The background — forgive me for giving you, perhaps, a longer answer than you’d hoped for — was that Mr. Oliver had been at 50 percent and had recommended, when he left, to the committee that first appointed me that it should be 75 percent based on actual workload, and I was first appointed at 75 percent.
When I was told that I would be reappointed — that is to say that the committee was recommending my reappointment — I was very pleased with that news. There started a sort of a discussion — I’m going to say a discussion as opposed to a negotiation — about how we would proceed. There were a number of issues that had to be dealt with. Pension was one of them and a few other things.
In any event, I indicated that I thought the work and the workload were beyond 75 percent and that I would be pleased if people would agree, and if they thought 90 percent was appropriate, then I would certainly agree that it was. Nothing happened, so we carried on in the other arrangement.

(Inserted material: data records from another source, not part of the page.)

use thiserror::Error;

/// Failure of a single upload or download request.
#[derive(Debug, Error)]
pub enum TransferError {
    #[error("Failed to send request to {url}: {source}")]
    Network {
        url: String,
        #[source]
        source: reqwest::Error,
    },

    #[error("Request to {url} failed with status {status}: {message}")]
    Status {
        url: String,
        status: u16,
        message: String,
    },

    #[error("Malformed response from {url}: {reason}")]
    MalformedResponse { url: String, reason: String },
}

impl TransferError {
    pub fn status(&self) -> Option<u16> {
        match self {
            TransferError::Status { status, .. } => Some(*status),
            _ => None,
        }
    }
}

Every year — maybe it was every second Friday — I thought to myself: “I wonder when the call is going to come.” It never did, but I realized then that, while nothing is perfect, there wasn’t really anywhere to go and make the suggestion. The last thing, frankly, I wanted to do was to find myself in a position where I was asking the government to do that, given the nature of the work. Anyway, I had conversations with members on both sides of the House from time to time without, I hope, complaining or being too direct about it. There was an election that intervened and so on.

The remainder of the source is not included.